New Story Lending was founded in 2022 as a full-service independent mortgage bank to provide the American Dream of homeownership to every consumer willing to work towards it, no matter their circumstances. The name New Story Lending resulted from the challenges both cofounders, Shane Miller, and Juan Rodas, experienced in their childhoods, and their belief that anyone, regardless of circumstance, could create their own new story around the dream of homeownership. New Story Lending has grown rapidly. To date, New Story is agency approved, licensed in 17 states, and plans on becoming licensed in most all states in the country.


Tell us about what type of volunteer work employees are encouraged to engage in, or charities your company supports, and why.


One of New Story’s core values is Giving Back. Employees are encouraged to volunteer, most specifically in the local communities in which each resides.

Both CEOs take this value seriously and lead by example. Juan donates much of his time and resources to Shriners Hospital for Children. Born with a hand deformity, Juan believes in the Shriners mission because of how much the organization assisted him as a child and will never forget how Shriners supported him. The reinforcement Juan and his family received from Shriners changed his life.

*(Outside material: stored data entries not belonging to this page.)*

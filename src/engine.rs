use bytes::{Bytes, BytesMut};
use dashmap::DashMap;
use parking_lot::Mutex;
use serde::Serialize;
use serde_json::Value;
use std::collections::VecDeque;
use std::process::Stdio;
use std::sync::Arc;
use std::time::{Duration, Instant};
use tokio::io::{AsyncBufReadExt, AsyncReadExt, BufReader};
use tokio::process::{Child, ChildStderr, ChildStdout, Command};
use tokio::sync::{broadcast, watch};
use tokio::task::JoinHandle;
use tokio_util::sync::CancellationToken;
use tracing::{debug, error, info, warn};

use crate::config::TranscoderConfig;
use crate::error::{Error, Result};
use crate::retry::StreamBackoff;

const STDERR_TAIL_LINES: usize = 200;
const CHUNK_SIZE: usize = 16 * 1024;
const OUTPUT_BUFFER: usize = 256;
const STREAM_INFO_TIMEOUT: Duration = Duration::from_secs(15);
const VERSION_TIMEOUT: Duration = Duration::from_secs(10);

#[derive(Debug, Clone, PartialEq, Eq)]
pub enum ExitOutcome {
    Success,
    Failure(String),
    /// Terminated on request; listeners should end.
    Stopped,
    /// Terminated so it can be replaced; listeners should reconnect.
    Recycled,
}

/// 运行中的转码进程 (stdout 广播给所有订阅者，stderr 仅用于诊断)
#[derive(Debug)]
pub struct TranscoderHandle {
    pub channel_id: i64,
    pub pid: Option<u32>,
    pub source_url: String,
    pub started_at: Instant,
    output: broadcast::Sender<Bytes>,
    exit: watch::Receiver<Option<ExitOutcome>>,
    cancel: CancellationToken,
    stop_reason: Arc<Mutex<Option<ExitOutcome>>>,
    stderr_tail: Arc<Mutex<VecDeque<String>>>,
}

pub struct TranscoderOutput {
    pub chunks: broadcast::Receiver<Bytes>,
    pub exit: watch::Receiver<Option<ExitOutcome>>,
}

impl TranscoderHandle {
    pub fn subscribe(&self) -> TranscoderOutput {
        TranscoderOutput {
            chunks: self.output.subscribe(),
            exit: self.exit.clone(),
        }
    }

    pub fn is_alive(&self) -> bool {
        self.exit.borrow().is_none()
    }

    pub fn exit_outcome(&self) -> Option<ExitOutcome> {
        self.exit.borrow().clone()
    }

    pub fn listeners(&self) -> usize {
        self.output.receiver_count()
    }

    fn terminate(&self, reason: ExitOutcome) {
        self.stop_reason.lock().get_or_insert(reason);
        self.cancel.cancel();
    }
}

#[derive(Debug, Clone, Serialize)]
pub struct BinaryCheck {
    pub binary: String,
    pub available: bool,
    #[serde(skip_serializing_if = "Option::is_none")]
    pub version: Option<String>,
    #[serde(skip_serializing_if = "Option::is_none")]
    pub error: Option<String>,
}

#[derive(Debug, Clone, Serialize)]
pub struct TranscoderInfo {
    pub channel_id: i64,
    pub pid: Option<u32>,
    pub source_url: String,
    pub alive: bool,
    pub uptime_secs: u64,
    pub listeners: usize,
}

type Slot = Arc<tokio::sync::Mutex<Option<Arc<TranscoderHandle>>>>;

/// 本地转码进程表，每个频道一个槽位，槽位各自加锁
pub struct Engine {
    config: TranscoderConfig,
    slots: DashMap<i64, Slot>,
}

impl Engine {
    pub fn new(config: TranscoderConfig) -> Self {
        Self {
            config,
            slots: DashMap::new(),
        }
    }

    pub fn config(&self) -> &TranscoderConfig {
        &self.config
    }

    pub fn backoff(&self) -> StreamBackoff {
        StreamBackoff {
            max_retries: self.config.max_retries,
            cap: Duration::from_secs(self.config.max_backoff_secs),
        }
    }

    pub fn max_silence(&self) -> Duration {
        Duration::from_secs(self.config.max_silence_secs)
    }

    fn slot(&self, channel_id: i64) -> Slot {
        self.slots.entry(channel_id).or_default().clone()
    }

    fn existing_slot(&self, channel_id: i64) -> Option<Slot> {
        self.slots.get(&channel_id).map(|s| s.clone())
    }

    /// Arguments for `<ffmpeg> -i <src> -c:a <codec> -b:a <bitrate> -f <format> -`.
    pub fn command_args(&self, source_url: &str) -> Vec<String> {
        vec![
            "-i".to_string(),
            source_url.to_string(),
            "-c:a".to_string(),
            self.config.codec.clone(),
            "-b:a".to_string(),
            self.config.bitrate.clone(),
            "-f".to_string(),
            self.config.format.clone(),
            "-".to_string(),
        ]
    }

    /// 启动指定频道的转码任务
    ///
    /// # 错误处理
    /// - 内存不足时返回错误
    /// - FFmpeg 启动失败时返回错误
    pub async fn start(&self, channel_id: i64, source_url: &str) -> Result<Arc<TranscoderHandle>> {
        let slot = self.slot(channel_id);
        let mut current = slot.lock().await;

        if let Some(handle) = current.as_ref() {
            if handle.is_alive() {
                return Ok(handle.clone());
            }
        }

        self.check_memory()?;
        let handle = Arc::new(self.spawn(channel_id, source_url)?);
        *current = Some(handle.clone());
        Ok(handle)
    }

    /// 停止指定频道的转码任务，未在运行时返回 `false`
    pub async fn stop(&self, channel_id: i64) -> bool {
        let Some(slot) = self.existing_slot(channel_id) else {
            return false;
        };
        let mut current = slot.lock().await;
        match current.take() {
            Some(handle) if handle.is_alive() => {
                handle.terminate(ExitOutcome::Stopped);
                info!(channel_id, pid = ?handle.pid, "transcoder stopped");
                true
            }
            _ => false,
        }
    }

    /// Stops `handle` only if it is still the registered transcoder for its
    /// channel; a newer process is left alone.
    pub async fn stop_handle(&self, handle: &Arc<TranscoderHandle>) -> bool {
        if self.take_if_current(handle).await {
            handle.terminate(ExitOutcome::Stopped);
            info!(channel_id = handle.channel_id, pid = ?handle.pid, "transcoder stopped");
            return true;
        }
        false
    }

    /// Kills `handle` so it can be replaced, if it is still the registered
    /// transcoder for its channel.
    pub async fn recycle(&self, handle: &Arc<TranscoderHandle>) -> bool {
        if self.take_if_current(handle).await {
            handle.terminate(ExitOutcome::Recycled);
            info!(channel_id = handle.channel_id, pid = ?handle.pid, "transcoder recycled");
            return true;
        }
        false
    }

    async fn take_if_current(&self, handle: &Arc<TranscoderHandle>) -> bool {
        let Some(slot) = self.existing_slot(handle.channel_id) else {
            return false;
        };
        let mut current = slot.lock().await;
        if current.as_ref().is_some_and(|h| Arc::ptr_eq(h, handle)) {
            current.take();
            return true;
        }
        false
    }

    pub async fn is_running(&self, channel_id: i64) -> bool {
        match self.existing_slot(channel_id) {
            Some(slot) => slot.lock().await.as_ref().is_some_and(|h| h.is_alive()),
            None => false,
        }
    }

    pub async fn list(&self) -> Vec<TranscoderInfo> {
        let slots: Vec<Slot> = self.slots.iter().map(|e| e.value().clone()).collect();
        let mut out = Vec::with_capacity(slots.len());
        for slot in slots {
            if let Some(h) = slot.lock().await.as_ref() {
                out.push(TranscoderInfo {
                    channel_id: h.channel_id,
                    pid: h.pid,
                    source_url: h.source_url.clone(),
                    alive: h.is_alive(),
                    uptime_secs: h.started_at.elapsed().as_secs(),
                    listeners: h.listeners(),
                });
            }
        }
        out.sort_by_key(|i| i.channel_id);
        out
    }

    pub async fn logs(&self, channel_id: i64, lines: usize) -> Vec<String> {
        let Some(slot) = self.existing_slot(channel_id) else {
            return Vec::new();
        };
        let current = slot.lock().await;
        current
            .as_ref()
            .map(|h| {
                let tail = h.stderr_tail.lock();
                tail.iter().skip(tail.len().saturating_sub(lines)).cloned().collect()
            })
            .unwrap_or_default()
    }

    /// 清理已退出的进程
    pub async fn cleanup_idle(&self) -> usize {
        let slots: Vec<(i64, Slot)> = self
            .slots
            .iter()
            .map(|e| (*e.key(), e.value().clone()))
            .collect();

        let mut cleaned = 0;
        for (channel_id, slot) in slots {
            let mut current = slot.lock().await;
            if current.as_ref().is_some_and(|h| !h.is_alive()) {
                current.take();
                cleaned += 1;
                info!(channel_id, "cleaned up exited transcoder");
            }
        }

        // Empty slots nobody else holds can go.
        self.slots.retain(|_, slot| {
            Arc::strong_count(slot) > 1 || slot.try_lock().map(|g| g.is_some()).unwrap_or(true)
        });
        cleaned
    }

    pub async fn stop_all(&self) -> usize {
        let ids: Vec<i64> = self.slots.iter().map(|e| *e.key()).collect();
        let mut stopped = 0;
        for id in ids {
            if self.stop(id).await {
                stopped += 1;
            }
        }
        info!(stopped, "all transcoders stopped");
        stopped
    }

    /// 用 ffprobe 探测源格式
    pub async fn stream_info(&self, source_url: &str) -> Result<Value> {
        let mut cmd = Command::new(&self.config.ffprobe_binary);
        cmd.args(["-v", "quiet", "-print_format", "json", "-show_format", "-show_streams"])
            .arg(source_url)
            .stdin(Stdio::null())
            .kill_on_drop(true);

        let output = tokio::time::timeout(STREAM_INFO_TIMEOUT, cmd.output())
            .await
            .map_err(|_| Error::ProcessStalled(STREAM_INFO_TIMEOUT.as_secs()))?
            .map_err(|e| Error::ProcessStartFailed(format!("{}: {e}", self.config.ffprobe_binary)))?;

        if !output.status.success() {
            let stderr = String::from_utf8_lossy(&output.stderr);
            return Err(Error::ProcessExitedAbnormally(format!(
                "ffprobe {}: {}",
                output.status,
                stderr.trim()
            )));
        }
        Ok(serde_json::from_slice(&output.stdout)?)
    }

    /// 检查 FFmpeg 是否可用
    pub async fn check_binary(&self) -> BinaryCheck {
        let binary = self.config.ffmpeg_binary.clone();
        let mut cmd = Command::new(&binary);
        cmd.arg("-version").stdin(Stdio::null()).kill_on_drop(true);

        let (version, error) = match tokio::time::timeout(VERSION_TIMEOUT, cmd.output()).await {
            Err(_) => (None, Some(format!("no answer within {}s", VERSION_TIMEOUT.as_secs()))),
            Ok(Err(e)) => (None, Some(e.to_string())),
            Ok(Ok(output)) if !output.status.success() => (None, Some(format!("exited with {}", output.status))),
            Ok(Ok(output)) => {
                let stdout = String::from_utf8_lossy(&output.stdout);
                (Some(stdout.lines().next().unwrap_or_default().trim().to_string()), None)
            }
        };

        match &error {
            Some(e) => warn!(binary, error = %e, "transcoder binary unavailable"),
            None => debug!(binary, version = ?version, "transcoder binary available"),
        }
        BinaryCheck {
            binary,
            available: error.is_none(),
            version,
            error,
        }
    }

    fn check_memory(&self) -> Result<()> {
        match sys_info::mem_info() {
            Ok(mem) if mem.avail < self.config.min_free_memory_kb => Err(Error::ProcessStartFailed(
                format!("insufficient system memory ({} KB available)", mem.avail),
            )),
            Ok(_) => Ok(()),
            Err(e) => {
                warn!("Failed to check memory usage: {}", e);
                Ok(())
            }
        }
    }

    fn spawn(&self, channel_id: i64, source_url: &str) -> Result<TranscoderHandle> {
        let mut cmd = Command::new(&self.config.ffmpeg_binary);
        cmd.args(self.command_args(source_url))
            .stdin(Stdio::null())
            .stdout(Stdio::piped())
            .stderr(Stdio::piped())
            .kill_on_drop(true);

        let mut child = cmd.spawn().map_err(|e| {
            error!(channel_id, "Failed to spawn transcoder: {}", e);
            Error::ProcessStartFailed(format!("{}: {e}", self.config.ffmpeg_binary))
        })?;
        let pid = child.id();

        let (stdout, stderr) = match (child.stdout.take(), child.stderr.take()) {
            (Some(out), Some(err)) => (out, err),
            _ => return Err(Error::ProcessStartFailed("transcoder pipes unavailable".to_string())),
        };

        let (output, _) = broadcast::channel(OUTPUT_BUFFER);
        let (exit_tx, exit) = watch::channel(None);
        let cancel = CancellationToken::new();
        let stderr_tail = Arc::new(Mutex::new(VecDeque::with_capacity(STDERR_TAIL_LINES)));
        let stop_reason = Arc::new(Mutex::new(None));

        let handle = TranscoderHandle {
            channel_id,
            pid,
            source_url: source_url.to_string(),
            started_at: Instant::now(),
            output: output.clone(),
            exit,
            cancel: cancel.clone(),
            stop_reason: stop_reason.clone(),
            stderr_tail: stderr_tail.clone(),
        };

        let pipes = [
            tokio::spawn(pump_stdout(stdout, output)),
            tokio::spawn(pump_stderr(channel_id, stderr, stderr_tail)),
        ];
        tokio::spawn(wait_for_exit(channel_id, child, pipes, cancel, exit_tx, stop_reason));

        info!(channel_id, pid = ?pid, source_url, "transcoder started");
        Ok(handle)
    }
}

async fn pump_stdout(mut stdout: ChildStdout, output: broadcast::Sender<Bytes>) {
    let mut buf = BytesMut::with_capacity(CHUNK_SIZE);
    loop {
        buf.reserve(CHUNK_SIZE);
        match stdout.read_buf(&mut buf).await {
            Ok(0) => break,
            Ok(_) => {
                // No subscribers is fine; the chunk is dropped.
                let _ = output.send(buf.split().freeze());
            }
            Err(e) => {
                warn!(error = %e, "transcoder stdout read failed");
                break;
            }
        }
    }
}

async fn pump_stderr(channel_id: i64, stderr: ChildStderr, tail: Arc<Mutex<VecDeque<String>>>) {
    let mut lines = BufReader::new(stderr).lines();
    while let Ok(Some(line)) = lines.next_line().await {
        debug!(channel_id, "transcoder: {}", line);
        let mut tail = tail.lock();
        if tail.len() == STDERR_TAIL_LINES {
            tail.pop_front();
        }
        tail.push_back(line);
    }
}

async fn wait_for_exit(
    channel_id: i64,
    mut child: Child,
    pipes: [JoinHandle<()>; 2],
    cancel: CancellationToken,
    exit_tx: watch::Sender<Option<ExitOutcome>>,
    stop_reason: Arc<Mutex<Option<ExitOutcome>>>,
) {
    let (outcome, killed) = tokio::select! {
        status = child.wait() => match status {
            Ok(status) if status.success() => (ExitOutcome::Success, false),
            Ok(status) => (ExitOutcome::Failure(status.to_string()), false),
            Err(e) => (ExitOutcome::Failure(e.to_string()), false),
        },
        _ = cancel.cancelled() => {
            if let Err(e) = child.kill().await {
                warn!(channel_id, error = %e, "failed to kill transcoder");
            }
            (stop_reason.lock().take().unwrap_or(ExitOutcome::Stopped), true)
        }
    };

    // On a natural exit everything already written reaches listeners and the
    // log tail first. A killed process may leave grandchildren holding the
    // pipes, so its readers are dropped instead.
    for pipe in pipes {
        if killed {
            pipe.abort();
        }
        let _ = pipe.await;
    }
    debug!(channel_id, ?outcome, "transcoder exited");
    exit_tx.send_replace(Some(outcome));
}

The son of a single mother, Shane’s family’s income was below the poverty line. He has a passion for community advocacy and local churches because of the impact and assistance afforded to his family as a child. Shane supports many local charities but desires those focusing on financial literacy and assistance to single and misplaced parents. Check out their biographies on the website


Tell us how your company maintains its culture in a work-from-home environment, or how you plan on bringing employees back into the office, if applicable.  

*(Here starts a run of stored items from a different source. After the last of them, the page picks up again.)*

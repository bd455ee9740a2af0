use axum::{
    body::Body,
    extract::{Path, Query, State},
    http::{header, HeaderName, StatusCode},
    response::{IntoResponse, Response},
};
use bytes::Bytes;
use tracing::info;

use super::response::{parse_id, success, ApiError, ApiResult, CORS};
use crate::proxy::StreamReply;
use crate::signing::{is_segment_name, SignedRequest, StreamParams};
use crate::state::SharedState;

const PLAYLIST_TYPE: &str = "application/vnd.apple.mpegurl";
const SEGMENT_TYPE: &str = "video/MP2T";
const CACHE_STATUS: HeaderName = HeaderName::from_static("x-cache-status");

/// Issues a signed playback URL for a channel.
pub async fn play(State(state): State<SharedState>, Path(id): Path<String>) -> ApiResult {
    let channel_id = parse_id(&id)?;
    let ticket = state.proxy.issue_play_url(channel_id).await?;
    success(ticket)
}

/// Playlist, segment or direct stream, selected by the signed query.
pub async fn stream(
    State(state): State<SharedState>,
    Query(params): Query<StreamParams>,
) -> Result<Response, ApiError> {
    let request = SignedRequest::from_params(params)?;
    let reply = state.proxy.handle(&request).await?;
    Ok(into_response(reply))
}

/// Segment alias: `/api/segment/{name}?channel_id=..&timestamp=..&signature=..`
pub async fn segment(
    State(state): State<SharedState>,
    Path(name): Path<String>,
    Query(params): Query<StreamParams>,
) -> Result<Response, ApiError> {
    if !is_segment_name(&name) {
        return Err(ApiError::bad_request(format!("invalid segment name: {name}")));
    }
    let request = SignedRequest::from_params(StreamParams {
        segment: None,
        ..params
    })?;
    let reply = state.proxy.handle_segment(&request, &name).await?;
    Ok(into_response(reply))
}

/// CORS preflight.
pub async fn preflight() -> impl IntoResponse {
    (StatusCode::NO_CONTENT, CORS)
}

fn into_response(reply: StreamReply) -> Response {
    match reply {
        StreamReply::Playlist { body, cache } => (
            CORS,
            [
                (header::CONTENT_TYPE, PLAYLIST_TYPE),
                (header::CACHE_CONTROL, "max-age=3, must-revalidate"),
                (CACHE_STATUS, cache.as_str()),
            ],
            body,
        )
            .into_response(),
        StreamReply::Segment { body, cache } => (
            CORS,
            [
                (header::CONTENT_TYPE, SEGMENT_TYPE),
                (header::CACHE_CONTROL, "public, max-age=60"),
                (CACHE_STATUS, cache.as_str()),
            ],
            body,
        )
            .into_response(),
        StreamReply::Redirect(url) => {
            (StatusCode::FOUND, CORS, [(header::LOCATION, url)]).into_response()
        }
        StreamReply::Live { content_type, chunks } => {
            info!(content_type = %content_type, "streaming local transcoder output");
            let stream = futures::stream::unfold(chunks, |mut rx| async move {
                rx.recv()
                    .await
                    .map(|chunk| (Ok::<Bytes, std::io::Error>(chunk), rx))
            });
            (
                CORS,
                [
                    (header::CONTENT_TYPE, content_type),
                    (header::CACHE_CONTROL, "no-cache".to_string()),
                ],
                Body::from_stream(stream),
            )
                .into_response()
        }
    }
}
use serde::{Deserialize, Serialize};
use std::path::Path;
use std::time::Duration;

use crate::catalog::Channel;

#[derive(Debug, Deserialize, Clone)]
pub struct AppConfig {
    pub server: ServerConfig,
    #[serde(default)]
    pub control_plane: ControlPlaneConfig,
    #[serde(default)]
    pub proxy: ProxyConfig,
    #[serde(default)]
    pub transcoder: TranscoderConfig,
    #[serde(default)]
    pub lifecycle: LifecycleConfig,
    #[serde(default)]
    pub channels: Vec<Channel>,
}

#[derive(Debug, Deserialize, Clone)]
pub struct ServerConfig {
    pub listen: String,

    /// 对外可访问的地址，用于生成播放链接
    #[serde(default = "default_public_base_url")]
    pub public_base_url: String,

    /// 签名链接的 HMAC 密钥
    pub signing_key: String,

    #[serde(default = "default_url_ttl")]
    pub url_ttl_secs: u64,

    /// What `hls=false` requests get: a redirect to the control-plane's raw
    /// stream, or the local transcoder's stdout piped through.
    #[serde(default)]
    pub direct_mode: DirectMode,
}

#[derive(Debug, Serialize, Deserialize, Clone, Copy, Default, PartialEq, Eq)]
#[serde(rename_all = "lowercase")]
pub enum DirectMode {
    #[default]
    Remote,
    Local,
}

#[derive(Debug, Deserialize, Clone)]
#[serde(default)]
pub struct ControlPlaneConfig {
    pub base_url: String,
    /// 单次请求超时 (秒)
    pub timeout_secs: u64,
    /// 播放请求路径上的超时，只尝试一次 (毫秒)
    pub interactive_timeout_ms: u64,
    pub retry_attempts: u32,
    pub retry_delay_ms: u64,
    pub health_ok_ttl_secs: u64,
    pub health_fail_ttl_secs: u64,
    pub health_timeout_secs: u64,
}

impl Default for ControlPlaneConfig {
    fn default() -> Self {
        Self {
            base_url: "http://127.0.0.1:5000".to_string(),
            timeout_secs: 30,
            interactive_timeout_ms: 2000,
            retry_attempts: 3,
            retry_delay_ms: 1000,
            health_ok_ttl_secs: 30,
            health_fail_ttl_secs: 10,
            health_timeout_secs: 5,
        }
    }
}

#[derive(Debug, Deserialize, Clone)]
#[serde(default)]
pub struct ProxyConfig {
    pub playlist_timeout_ms: u64,
    pub playlist_retry_timeout_ms: u64,
    pub segment_timeout_ms: u64,
    pub start_grace_ms: u64,
    /// Pause before the single not-ready playlist retry; also the
    /// `retry_after` hint handed to players.
    pub not_ready_delay_ms: u64,
    pub direct_start_wait_ms: u64,
    pub playlist_cache_ms: u64,
    pub segment_cache_secs: u64,
}

impl Default for ProxyConfig {
    fn default() -> Self {
        Self {
            playlist_timeout_ms: 2000,
            playlist_retry_timeout_ms: 1000,
            segment_timeout_ms: 2000,
            start_grace_ms: 500,
            not_ready_delay_ms: 200,
            direct_start_wait_ms: 2000,
            playlist_cache_ms: 2000,
            segment_cache_secs: 60,
        }
    }
}

#[derive(Debug, Deserialize, Clone)]
#[serde(default)]
pub struct TranscoderConfig {
    pub ffmpeg_binary: String,
    pub ffprobe_binary: String,
    pub codec: String,
    pub bitrate: String,
    pub format: String,
    /// 无输出超过该时长则重启转码 (秒)
    pub max_silence_secs: u64,
    /// 最大重试次数
    pub max_retries: u32,
    pub max_backoff_secs: u64,
    pub restart_pause_ms: u64,
    /// 可用内存低于该值时拒绝启动 (KB)
    pub min_free_memory_kb: u64,
}

impl Default for TranscoderConfig {
    fn default() -> Self {
        Self {
            ffmpeg_binary: "ffmpeg".to_string(),
            ffprobe_binary: "ffprobe".to_string(),
            codec: "libmp3lame".to_string(),
            bitrate: "128k".to_string(),
            format: "mp3".to_string(),
            max_silence_secs: 30,
            max_retries: 5,
            max_backoff_secs: 5,
            restart_pause_ms: 500,
            min_free_memory_kb: 5120,
        }
    }
}

#[derive(Debug, Deserialize, Clone)]
#[serde(default)]
pub struct LifecycleConfig {
    /// Control-plane launcher and its arguments (worker pool settings).
    pub program: String,
    pub args: Vec<String>,
    pub working_dir: Option<String>,
    pub match_pattern: String,
    /// Command-line fragment identifying transcoder processes.
    pub transcoder_pattern: String,
    pub settle_ms: u64,
    pub stop_wait_ms: u64,
    pub kill_wait_ms: u64,
    pub monitor_interval_secs: u64,
    pub monitor_on_boot: bool,
}

impl Default for LifecycleConfig {
    fn default() -> Self {
        Self {
            program: "gunicorn".to_string(),
            args: vec![
                "--bind".to_string(),
                "0.0.0.0:5000".to_string(),
                "--workers".to_string(),
                "4".to_string(),
                "--timeout".to_string(),
                "3600".to_string(),
                "app:app".to_string(),
            ],
            working_dir: None,
            match_pattern: "gunicorn --bind 0.0.0.0:5000".to_string(),
            transcoder_pattern: "ffmpeg".to_string(),
            settle_ms: 3000,
            stop_wait_ms: 2000,
            kill_wait_ms: 1000,
            monitor_interval_secs: 60,
            monitor_on_boot: false,
        }
    }
}

impl LifecycleConfig {
    pub fn settle(&self) -> Duration {
        Duration::from_millis(self.settle_ms)
    }

    pub fn stop_wait(&self) -> Duration {
        Duration::from_millis(self.stop_wait_ms)
    }

    pub fn kill_wait(&self) -> Duration {
        Duration::from_millis(self.kill_wait_ms)
    }

    pub fn monitor_interval(&self) -> Duration {
        Duration::from_secs(self.monitor_interval_secs)
    }
}

fn default_public_base_url() -> String {
    "http://127.0.0.1:8080".to_string()
}

fn default_url_ttl() -> u64 {
    3600
}

impl AppConfig {
    pub fn load<P: AsRef<Path>>(path: P) -> anyhow::Result<Self> {
        let content = std::fs::read_to_string(path)?;
        Self::parse(&content)
    }

    pub fn parse(content: &str) -> anyhow::Result<Self> {
        let config: Self = serde_yaml::from_str(content)?;
        if config.server.signing_key.trim().is_empty() {
            anyhow::bail!("server.signing_key must not be empty");
        }
        Ok(config)
    }
}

We believe in a “team” culture, one that values openness, support, transparency, and accessibility. This creates synergy, autonomy, and clarity among our group, which organically advocates for an environment of cohesion and collaboration. Because we recognize the needs of our team and authentically appreciate our employees and their contributions, our focus is thoroughly performance-based, regardless of where one sits, which grants maximum flexibility for remote or in-office work. Through our frequent sales, operations, companywide calls, “water cooler” channel and team-building events, we sustain our culture and maximize clarity and dissemination of information.

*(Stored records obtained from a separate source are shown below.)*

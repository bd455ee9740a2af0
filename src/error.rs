use std::time::Duration;
use thiserror::Error;

/// Relay-wide result type.
pub type Result<T> = std::result::Result<T, Error>;

/// Failure taxonomy shared by the proxy, the control-plane client and the
/// local process supervisor.
#[derive(Error, Debug)]
pub enum Error {
    #[error("invalid signature")]
    SignatureInvalid,

    #[error("link expired")]
    LinkExpired,

    /// Transport-level failure after every retry attempt was used.
    #[error("control-plane unavailable after {attempts} attempts: {last}")]
    BackendUnavailable { attempts: u32, last: String },

    /// The control-plane answered with a well-formed error envelope.
    #[error("control-plane error {code}: {message}")]
    BackendError { code: i64, message: String },

    #[error("channel {channel_id} is not ready yet")]
    WorkerNotReady { channel_id: i64, retry_after: Duration },

    #[error("invalid playlist: {0}")]
    InvalidPlaylist(String),

    #[error("channel {0} is not available")]
    ChannelUnavailable(i64),

    #[error("failed to start process: {0}")]
    ProcessStartFailed(String),

    #[error("process still running after stop: {0}")]
    ProcessStopFailed(String),

    #[error("no output from transcoder for {0}s")]
    ProcessStalled(u64),

    #[error("process exited abnormally: {0}")]
    ProcessExitedAbnormally(String),

    #[error("giving up after {retries} consecutive failures: {last}")]
    RetriesExhausted { retries: u32, last: String },

    #[error("{entity} {id} not found")]
    NotFound { entity: &'static str, id: String },

    #[error("validation error: {0}")]
    Validation(String),

    #[error("IO error: {0}")]
    Io(#[from] std::io::Error),

    #[error("HTTP error: {0}")]
    Http(#[from] reqwest::Error),

    #[error("serialization error: {0}")]
    Json(#[from] serde_json::Error),
}

impl Error {
    pub fn not_found(entity: &'static str, id: impl ToString) -> Self {
        Self::NotFound {
            entity,
            id: id.to_string(),
        }
    }

    pub fn validation(msg: impl Into<String>) -> Self {
        Self::Validation(msg.into())
    }

    /// Stalls and abnormal exits are absorbed by the stream-loop backoff.
    pub fn is_transient_stream_failure(&self) -> bool {
        matches!(
            self,
            Self::ProcessStalled(_) | Self::ProcessExitedAbnormally(_) | Self::ProcessStartFailed(_)
        )
    }
}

Things you are most proud of that don’t have to do with sales.  


We are minority and veteran owned with a distinct focus on affordable housing and community advocacy, which is a large reason we received our Freddie Mac approval in record timing, along with completion of our HUD test cases in 90 days. This is a testament to the volume of affordable housing we complete. Additionally, we have our own proprietary New Story Heroes $911 lender credit provided to all veterans (active and reserve), first responders, teachers, and medical professionals.


Fun fact about your company.


New Story takes pride in leaving egos at the door. We are sincerely mission driven and customer focused. Therefore, it is naturally fitting that we are a leadership dyad with two CEOs. It is rare for companies to have two chiefs, but we believe in breaking barriers. Having co-CEOs significantly reduces layers of management, promotes access and collaboration through active leadership, and advocates leadership with two CEOs proficient in all areas of the mortgage process. The co-CEO model is complementary and allows us to achieve, together, much more than we could alone.

(For more information on having your firm’s extracurricular activities, employee growth, and your charitable side featured, contact Chrisman LLC’s Anjelica Nixt.)


Housing, IMBs, jobs, and regulations: rejiggering the system


Last Saturday’s Commentary noted that President Joe Biden has floated plans to address the country’s affordable housing issues, including new tax breaks for first-time homebuyers and “starter home” sellers. “If inflation keeps coming down, mortgage rates will come down as well. But I’m not waiting,” he said. Biden has proposed a “mortgage relief credit” of $5,000 per year for two years for middle-class, first-time homebuyers, which would be equivalent to lowering the mortgage interest rate for a median-price home by 1.5 percentage points for two years, according to an outline released by the White House on Thursday.

The continuing perspective of this conversation prompted a note from Jeremy Potter, Founder of Next Belt Strategies LLC. (Next Belt Strategies is an advisory firm working with several startups, mortgage companies, and tech platforms trying to solve housing’s biggest challenges.)

“Rob, I’m glad you put some of the LinkedIn conversation in your commentary because I think it’s a good way to get more visibility for these issues. Also, LinkedIn is a public forum so it’s a good use of what people are thinking and saying. In this week’s commentary, the LinkedIn content sparked some questions about the size and scope of our expectations in this industry.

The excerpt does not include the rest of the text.